Attorney General Yehuda Weinstein also seems to think he's an institution. He has clearly adopted a tone of statesmanlike responsibility, looking into the eyes of his predecessors' photographs on his wall, waiting to join them, aware of the importance of continuity and legacy. Even if he can remain silent in the face of personal insult, despite his combative character, he won't be able to remain silent in the face of an attack on the institution of the attorney general.

That's why he backed up the State Prosecutor's Office after the verdict on Ehud Olmert was handed down. That's why he's pushing himself to stop delaying his decision on whether to indict Foreign Minister Avigdor Lieberman. Putting Lieberman on trial will knock Lieberman out of the government and could shake it up, too.

Weinstein could do the minimum and issue weak statements in light of the attack on State Prosecutor Moshe Lador, after Olmert was acquitted of some of the charges against him and convicted of breach of trust. Weinstein's predecessor, Menachem Mazuz, who with Lador led the charges against Olmert, and rightly so, was silent and invisible.

The working relations between Weinstein and Lador are correct, but at those levels there are always sensitivities, territories and teams from which one takes advice. Weinstein can't deal with matters pertaining to Olmert because when Weinstein was a private attorney, Olmert used his services to plan his defense in a case that seemed particularly strong and could result in a conviction - the Rishon Tours double-billing case.

No one would rebuke Weinstein if, considering his delicate situation, he had let Lador and his colleagues face the crisis without his support. Indeed, he doesn't intervene in their decision-making on whether to seek a prison term for Olmert. (Even community service, or a suspended sentence, would attach moral turpitude to the sentence, barring Olmert's way to back to politics. ) But Weinstein was furious at the accusations that Lador had failed, and at the demands for Lador's resignation.

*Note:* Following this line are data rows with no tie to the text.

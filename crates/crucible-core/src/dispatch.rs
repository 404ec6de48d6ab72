//! String-keyed dispatch over typed contract plugins.
//!
//! The router addresses plugins by `"<contract>/<operation>"` method names
//! with JSON parameters; the contract traits are typed. [`DynPlugin`] is the
//! object-safe bridge between the two: the manager stores every loaded
//! plugin as a `Box<dyn DynPlugin>`, and the per-contract dispatch wrappers
//! ([`TtsDispatch`], [`SttDispatch`], [`LlmDispatch`]) decode the JSON
//! parameters into the typed option structs, call the trait method, and
//! encode the typed result back into a JSON value.
//!
//! Plugin crates construct their factory around a wrapper:
//!
//! ```rust,ignore
//! fn construct() -> Box<dyn DynPlugin> {
//!     Box::new(TtsDispatch::new(ExampleTtsPlugin::new()))
//! }
//! ```

use std::sync::Arc;

use async_trait::async_trait;
use futures::StreamExt;
use serde::Deserialize;
use serde_json::{Value, json};

use crate::contract::llm::{CompletionOptions, LlmContract, Message, StreamChunk};
use crate::contract::stt::{StreamingConfig, SttContract, TranscriptionOptions};
use crate::contract::tts::{SynthesisOptions, TtsContract};
use crate::error::{PluginError, PluginResult};
use crate::manifest::{JsonMap, PluginManifest};
use crate::status::HealthStatus;

/// Operations the TTS dispatch wrapper answers.
pub const TTS_METHODS: &[&str] = &[
    "synthesize",
    "list_voices",
    "set_voice",
    "current_voice",
    "supported_languages",
];

/// Operations the STT dispatch wrapper answers.
pub const STT_METHODS: &[&str] = &[
    "transcribe",
    "start_streaming",
    "feed_audio",
    "stop_streaming",
    "supported_languages",
];

/// Operations the LLM dispatch wrapper answers.
pub const LLM_METHODS: &[&str] = &[
    "complete",
    "complete_stream",
    "list_models",
    "set_model",
    "current_model",
];

/// A loaded plugin as the host sees it: lifecycle plus string-keyed
/// contract-method invocation.
#[async_trait]
pub trait DynPlugin: Send + Sync {
    /// Contract tag this plugin serves (`"tts"`, `"stt"`, `"llm"`, …).
    fn contract(&self) -> &'static str;

    /// Operations resolvable through [`invoke`](DynPlugin::invoke).
    fn methods(&self) -> &'static [&'static str];

    /// Manifest bound by the loader, if any.
    fn manifest(&self) -> Option<&Arc<PluginManifest>>;

    /// Binds the manifest onto the instance (called once by the loader).
    fn bind_manifest(&mut self, manifest: Arc<PluginManifest>);

    async fn initialize(&mut self, config: &JsonMap) -> PluginResult<bool>;

    async fn shutdown(&mut self) -> PluginResult<bool>;

    fn health_check(&self) -> HealthStatus;

    /// Invokes a contract operation with JSON-RPC parameters.
    async fn invoke(&mut self, op: &str, params: Value) -> PluginResult<Value>;
}

/// Decodes JSON-RPC params into a typed parameter struct.
///
/// Absent params arrive as `Null` and decode as an empty object so that
/// all-optional parameter structs work without an explicit `{}`.
fn decode<T: serde::de::DeserializeOwned>(params: Value) -> PluginResult<T> {
    let params = if params.is_null() { json!({}) } else { params };
    serde_json::from_value(params).map_err(|e| PluginError::InvalidParams(e.to_string()))
}

fn encode<T: serde::Serialize>(value: &T) -> PluginResult<Value> {
    serde_json::to_value(value).map_err(|e| PluginError::Failed(format!("result encoding: {e}")))
}

// ─── TTS ──────────────────────────────────────────────────────────────────────

/// Wraps a [`TtsContract`] implementation as a [`DynPlugin`].
pub struct TtsDispatch<P> {
    inner: P,
    manifest: Option<Arc<PluginManifest>>,
}

impl<P: TtsContract> TtsDispatch<P> {
    pub fn new(inner: P) -> Self {
        Self { inner, manifest: None }
    }
}

#[derive(Deserialize)]
struct SynthesizeParams {
    text: String,
    #[serde(default)]
    voice_id: Option<String>,
    #[serde(default)]
    options: SynthesisOptions,
}

#[derive(Deserialize)]
struct SetVoiceParams {
    voice_id: String,
}

#[async_trait]
impl<P: TtsContract> DynPlugin for TtsDispatch<P> {
    fn contract(&self) -> &'static str {
        "tts"
    }

    fn methods(&self) -> &'static [&'static str] {
        TTS_METHODS
    }

    fn manifest(&self) -> Option<&Arc<PluginManifest>> {
        self.manifest.as_ref()
    }

    fn bind_manifest(&mut self, manifest: Arc<PluginManifest>) {
        self.manifest = Some(manifest);
    }

    async fn initialize(&mut self, config: &JsonMap) -> PluginResult<bool> {
        self.inner.initialize(config).await
    }

    async fn shutdown(&mut self) -> PluginResult<bool> {
        self.inner.shutdown().await
    }

    fn health_check(&self) -> HealthStatus {
        self.inner.health_check()
    }

    async fn invoke(&mut self, op: &str, params: Value) -> PluginResult<Value> {
        match op {
            "synthesize" => {
                let p: SynthesizeParams = decode(params)?;
                let result = self
                    .inner
                    .synthesize(&p.text, p.voice_id.as_deref(), p.options)
                    .await?;
                encode(&result)
            }
            "list_voices" => encode(&self.inner.list_voices()),
            "set_voice" => {
                let p: SetVoiceParams = decode(params)?;
                encode(&self.inner.set_voice(&p.voice_id)?)
            }
            "current_voice" => Ok(json!(self.inner.current_voice())),
            "supported_languages" => encode(&self.inner.supported_languages()),
            other => Err(PluginError::UnknownOperation(other.to_string())),
        }
    }
}

// ─── STT ──────────────────────────────────────────────────────────────────────

/// Wraps an [`SttContract`] implementation as a [`DynPlugin`].
pub struct SttDispatch<P> {
    inner: P,
    manifest: Option<Arc<PluginManifest>>,
}

impl<P: SttContract> SttDispatch<P> {
    pub fn new(inner: P) -> Self {
        Self { inner, manifest: None }
    }
}

#[derive(Deserialize)]
struct TranscribeParams {
    #[serde(with = "crate::contract::b64")]
    audio_data: Vec<u8>,
    #[serde(default)]
    options: TranscriptionOptions,
}

#[derive(Deserialize)]
struct StartStreamingParams {
    #[serde(default)]
    config: StreamingConfig,
}

#[derive(Deserialize)]
struct FeedAudioParams {
    #[serde(with = "crate::contract::b64")]
    chunk: Vec<u8>,
}

#[async_trait]
impl<P: SttContract> DynPlugin for SttDispatch<P> {
    fn contract(&self) -> &'static str {
        "stt"
    }

    fn methods(&self) -> &'static [&'static str] {
        STT_METHODS
    }

    fn manifest(&self) -> Option<&Arc<PluginManifest>> {
        self.manifest.as_ref()
    }

    fn bind_manifest(&mut self, manifest: Arc<PluginManifest>) {
        self.manifest = Some(manifest);
    }

    async fn initialize(&mut self, config: &JsonMap) -> PluginResult<bool> {
        self.inner.initialize(config).await
    }

    async fn shutdown(&mut self) -> PluginResult<bool> {
        self.inner.shutdown().await
    }

    fn health_check(&self) -> HealthStatus {
        self.inner.health_check()
    }

    async fn invoke(&mut self, op: &str, params: Value) -> PluginResult<Value> {
        match op {
            "transcribe" => {
                let p: TranscribeParams = decode(params)?;
                let result = self.inner.transcribe(&p.audio_data, p.options).await?;
                encode(&result)
            }
            "start_streaming" => {
                let p: StartStreamingParams = decode(params)?;
                encode(&self.inner.start_streaming(p.config).await?)
            }
            "feed_audio" => {
                let p: FeedAudioParams = decode(params)?;
                encode(&self.inner.feed_audio(&p.chunk).await?)
            }
            "stop_streaming" => encode(&self.inner.stop_streaming().await?),
            "supported_languages" => encode(&self.inner.supported_languages()),
            other => Err(PluginError::UnknownOperation(other.to_string())),
        }
    }
}

// ─── LLM ──────────────────────────────────────────────────────────────────────

/// Wraps an [`LlmContract`] implementation as a [`DynPlugin`].
pub struct LlmDispatch<P> {
    inner: P,
    manifest: Option<Arc<PluginManifest>>,
}

impl<P: LlmContract> LlmDispatch<P> {
    pub fn new(inner: P) -> Self {
        Self { inner, manifest: None }
    }
}

#[derive(Deserialize)]
struct CompleteParams {
    messages: Vec<Message>,
    #[serde(default)]
    options: CompletionOptions,
}

#[derive(Deserialize)]
struct SetModelParams {
    model_id: String,
}

#[async_trait]
impl<P: LlmContract> DynPlugin for LlmDispatch<P> {
    fn contract(&self) -> &'static str {
        "llm"
    }

    fn methods(&self) -> &'static [&'static str] {
        LLM_METHODS
    }

    fn manifest(&self) -> Option<&Arc<PluginManifest>> {
        self.manifest.as_ref()
    }

    fn bind_manifest(&mut self, manifest: Arc<PluginManifest>) {
        self.manifest = Some(manifest);
    }

    async fn initialize(&mut self, config: &JsonMap) -> PluginResult<bool> {
        self.inner.initialize(config).await
    }

    async fn shutdown(&mut self) -> PluginResult<bool> {
        self.inner.shutdown().await
    }

    fn health_check(&self) -> HealthStatus {
        self.inner.health_check()
    }

    async fn invoke(&mut self, op: &str, params: Value) -> PluginResult<Value> {
        match op {
            "complete" => {
                let p: CompleteParams = decode(params)?;
                let result = self.inner.complete(p.messages, p.options).await?;
                encode(&result)
            }
            "complete_stream" => {
                // One request maps to one response frame: the lazy sequence
                // is drained here, chunk by chunk, and answered as an array.
                // An error chunk aborts the drain and fails the call.
                let p: CompleteParams = decode(params)?;
                let mut stream = self.inner.complete_stream(p.messages, p.options);
                let mut chunks: Vec<StreamChunk> = Vec::new();
                while let Some(chunk) = stream.next().await {
                    chunks.push(chunk?);
                }
                drop(stream);
                encode(&chunks)
            }
            "list_models" => encode(&self.inner.list_models()),
            "set_model" => {
                let p: SetModelParams = decode(params)?;
                encode(&self.inner.set_model(&p.model_id)?)
            }
            "current_model" => Ok(json!(self.inner.current_model())),
            other => Err(PluginError::UnknownOperation(other.to_string())),
        }
    }
}

#[cfg(test)]
mod tests {
    use super::*;
    use crate::contract::PluginBase;
    use crate::contract::tts::{SynthesisResult, Voice};
    use crate::status::{HealthStatus, PluginStatus};

    struct FakeTts {
        status: PluginStatus,
        voice: String,
    }

    #[async_trait]
    impl PluginBase for FakeTts {
        async fn initialize(&mut self, config: &JsonMap) -> PluginResult<bool> {
            if let Some(voice) = config.get("default_voice").and_then(Value::as_str) {
                self.voice = voice.to_string();
            }
            self.status = PluginStatus::Ready;
            Ok(true)
        }

        async fn shutdown(&mut self) -> PluginResult<bool> {
            self.status = PluginStatus::Stopped;
            Ok(true)
        }

        fn health_check(&self) -> HealthStatus {
            HealthStatus::new(self.status, "fake")
        }
    }

    #[async_trait]
    impl TtsContract for FakeTts {
        async fn synthesize(
            &mut self,
            text: &str,
            voice_id: Option<&str>,
            options: SynthesisOptions,
        ) -> PluginResult<SynthesisResult> {
            if text.is_empty() {
                return Err(PluginError::InvalidParams("text cannot be empty".into()));
            }
            Ok(SynthesisResult {
                audio_data: vec![0; 4],
                format: options.format,
                sample_rate: 22_050,
                duration_ms: text.len() as f64 * 50.0,
                text: text.to_string(),
                voice_id: voice_id.unwrap_or(&self.voice).to_string(),
                metadata: JsonMap::new(),
            })
        }

        fn list_voices(&self) -> Vec<Voice> {
            vec![Voice {
                id: self.voice.clone(),
                name: "Fake".into(),
                language: "en-US".into(),
                gender: "neutral".into(),
                description: String::new(),
                sample_rate: 22_050,
                preview_url: String::new(),
            }]
        }

        fn set_voice(&mut self, voice_id: &str) -> PluginResult<bool> {
            self.voice = voice_id.to_string();
            Ok(true)
        }

        fn current_voice(&self) -> Option<String> {
            Some(self.voice.clone())
        }
    }

    fn fake() -> TtsDispatch<FakeTts> {
        TtsDispatch::new(FakeTts { status: PluginStatus::Unloaded, voice: "alice".into() })
    }

    #[tokio::test]
    async fn synthesize_decodes_params_and_encodes_result() {
        let mut plugin = fake();
        let result = plugin
            .invoke("synthesize", json!({"text": "hi"}))
            .await
            .unwrap();
        assert_eq!(result["voice_id"], "alice");
        assert_eq!(result["duration_ms"], 100.0);
        assert_eq!(result["format"], "wav");
    }

    #[tokio::test]
    async fn unknown_operation_is_reported_as_such() {
        let mut plugin = fake();
        let err = plugin.invoke("whistle", json!({})).await.unwrap_err();
        assert!(matches!(err, PluginError::UnknownOperation(_)));
    }

    #[tokio::test]
    async fn missing_required_param_is_invalid_params() {
        let mut plugin = fake();
        let err = plugin.invoke("synthesize", json!({})).await.unwrap_err();
        assert!(matches!(err, PluginError::InvalidParams(_)));
    }

    #[tokio::test]
    async fn set_voice_mutates_current_voice() {
        let mut plugin = fake();
        plugin
            .invoke("set_voice", json!({"voice_id": "bob"}))
            .await
            .unwrap();
        let current = plugin.invoke("current_voice", Value::Null).await.unwrap();
        assert_eq!(current, json!("bob"));
    }

    #[tokio::test]
    async fn null_params_decode_as_empty_object() {
        let mut plugin = fake();
        let voices = plugin.invoke("list_voices", Value::Null).await.unwrap();
        assert_eq!(voices.as_array().unwrap().len(), 1);
    }
}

To Weinstein, such claims are baseless. The only time the prosecution's decisions should be scrutinized is the indictment phase. If at that point, prosecutors Mazuz, Lador and their colleagues (the police investigators who concluded that even bribery charges should be brought ) believed that there was a reasonable chance of conviction, it was their legal and professional obligation to prosecute.

By the same token, Weinstein is likely over the next six weeks to announce he is indicting Lieberman. A senior legal official familiar with the mood in the attorney general's office said last week that if Weinstein wanted to use doubts on the case's solidity as a reason to close it, he would have done so already. He would have had no problem facing the challenge of High Court petitions in the matter; justices are not fond of diving into such a case. Lacking signs of a crack in Weinstein's assessment that the case has a reasonable chance of conviction, Weinstein will sign the indictment.

Regarding the date, people in the attorney general's office say that another postponement will demean the institution of the attorney general, not just the man. But if September comes and there is still no decision, that can only mean one thing: Prime Minister Benjamin Netanyahu will have persuaded Weinstein to put off a decision to indict so as not to shake up the government on the eve of a war against Iran.

So far there has been no such interference, but with the countdown under way, we should keep an eye on the Weinstein-Lieberman index: If the attorney general's announcement moves further away, it means war has moved closer.